> _Recorded data_

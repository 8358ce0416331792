use crate::analyzers::tier::MasteryTier;
use crate::analyzers::types::{BucketEntry, ClassReport, ObjectiveReport, TierBuckets};
use crate::models::{Class, StudentOutcomes};
use chrono::Utc;
use std::collections::HashMap;

/// Groups every recorded outcome by objective name and buckets the students
/// of each objective by mastery tier.
///
/// Objectives come out in the order they are first seen while scanning
/// `students`; students keep their input order inside each bucket. A student
/// with no outcome for an objective is left out of that objective entirely.
pub fn aggregate_objectives(students: &[StudentOutcomes]) -> Vec<ObjectiveReport> {
    let total_students = students.len();

    let mut index: HashMap<&str, usize> = HashMap::new();
    let mut grouped: Vec<(&str, TierBuckets)> = Vec::new();

    for student in students {
        for result in &student.outcomes {
            let slot = *index.entry(result.objective.as_str()).or_insert_with(|| {
                grouped.push((result.objective.as_str(), TierBuckets::default()));
                grouped.len() - 1
            });

            let tier = MasteryTier::classify(result.top_score, result.second_score);
            grouped[slot].1.push(
                tier,
                BucketEntry {
                    name: student.name.clone(),
                    top_score: result.top_score,
                    second_score: result.second_score,
                },
            );
        }
    }

    grouped
        .into_iter()
        .map(|(objective, buckets)| {
            ObjectiveReport::from_buckets(objective.to_string(), buckets, total_students)
        })
        .collect()
}

/// Wraps [`aggregate_objectives`] with the class metadata.
pub fn class_report(class: &Class, students: &[StudentOutcomes]) -> ClassReport {
    ClassReport {
        class_id: class.id,
        class_name: class.name.clone(),
        generated_at: Utc::now(),
        total_students: students.len(),
        objectives: aggregate_objectives(students),
    }
}

#[cfg(test)]
mod tests {
    use super::*;
    use crate::models::{ObjectiveResult, Outcome};

    fn result(objective: &str, top: &str, second: &str) -> ObjectiveResult {
        ObjectiveResult {
            objective: objective.to_string(),
            top_score: Outcome::from_cell(top),
            second_score: Outcome::from_cell(second),
        }
    }

    fn student(id: i64, name: &str, outcomes: Vec<ObjectiveResult>) -> StudentOutcomes {
        StudentOutcomes {
            student_id: id,
            name: name.to_string(),
            student_number: id.to_string(),
            outcomes,
        }
    }

    fn names(entries: &[BucketEntry]) -> Vec<&str> {
        entries.iter().map(|e| e.name.as_str()).collect()
    }

    #[test]
    fn test_aggregate_empty() {
        assert!(aggregate_objectives(&[]).is_empty());
    }

    #[test]
    fn test_buckets_by_tier() {
        let students = vec![
            student(1, "Alice", vec![result("LO1", "M", "M"), result("LO2", "X", "M")]),
            student(2, "Bob", vec![result("LO1", "X", "X"), result("LO2", "M", "M")]),
            student(3, "Cara", vec![result("LO1", "M", "")]),
        ];

        let reports = aggregate_objectives(&students);
        assert_eq!(reports.len(), 2);

        let lo1 = &reports[0];
        assert_eq!(lo1.objective, "LO1");
        assert_eq!(names(&lo1.students.mastered), vec!["Alice"]);
        assert_eq!(names(&lo1.students.partial), vec!["Cara"]);
        assert_eq!(names(&lo1.students.not_mastered), vec!["Bob"]);
        assert_eq!((lo1.mastered_count, lo1.partial_count, lo1.not_mastered_count), (1, 1, 1));
        assert_eq!(lo1.total_students, 3);

        let lo2 = &reports[1];
        assert_eq!(names(&lo2.students.mastered), vec!["Bob"]);
        assert_eq!(names(&lo2.students.partial), vec!["Alice"]);
        assert!(lo2.students.not_mastered.is_empty());
        // Cara has nothing recorded for LO2, so she is absent rather than tier 0.
        assert_eq!(lo2.recorded(), 2);
        assert_eq!(lo2.total_students, 3);
    }

    #[test]
    fn test_objectives_in_first_seen_order() {
        let students = vec![
            student(1, "A", vec![result("Zeta", "M", "M")]),
            student(2, "B", vec![result("Alpha", "M", "M"), result("Zeta", "", "")]),
            student(3, "C", vec![result("Mid", "M", "M")]),
        ];
        let order: Vec<_> = aggregate_objectives(&students)
            .into_iter()
            .map(|r| r.objective)
            .collect();
        assert_eq!(order, vec!["Zeta", "Alpha", "Mid"]);
    }

    #[test]
    fn test_bucket_keeps_input_order() {
        let students = vec![
            student(1, "Zed", vec![result("LO1", "M", "M")]),
            student(2, "Amy", vec![result("LO1", "M", "M")]),
            student(3, "Kim", vec![result("LO1", "M", "M")]),
        ];
        let reports = aggregate_objectives(&students);
        assert_eq!(names(&reports[0].students.mastered), vec!["Zed", "Amy", "Kim"]);
    }

    #[test]
    fn test_counts_never_exceed_total() {
        let students = vec![
            student(1, "A", vec![result("LO1", "M", "X")]),
            student(2, "B", vec![]),
            student(3, "C", vec![result("LO1", "", ""), result("LO2", "M", "M")]),
        ];
        for report in aggregate_objectives(&students) {
            assert_eq!(report.recorded(), report.students.len());
            assert!(report.recorded() <= report.total_students);
            assert_eq!(report.total_students, 3);
        }
    }

    #[test]
    fn test_class_report_wraps_metadata() {
        let class = Class {
            id: 9,
            name: "Algebra".into(),
            instructor_id: "u1".into(),
        };
        let students = vec![student(1, "A", vec![result("LO1", "M", "M")]), student(2, "B", vec![])];
        let report = class_report(&class, &students);
        assert_eq!(report.class_id, 9);
        assert_eq!(report.class_name, "Algebra");
        assert_eq!(report.total_students, 2);
        assert_eq!(report.objectives.len(), 1);
    }
}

> _What this task involves_
Going through the records above, count the lines that hold "entries" and answer with the count alone.

> _Solution to this problem_
2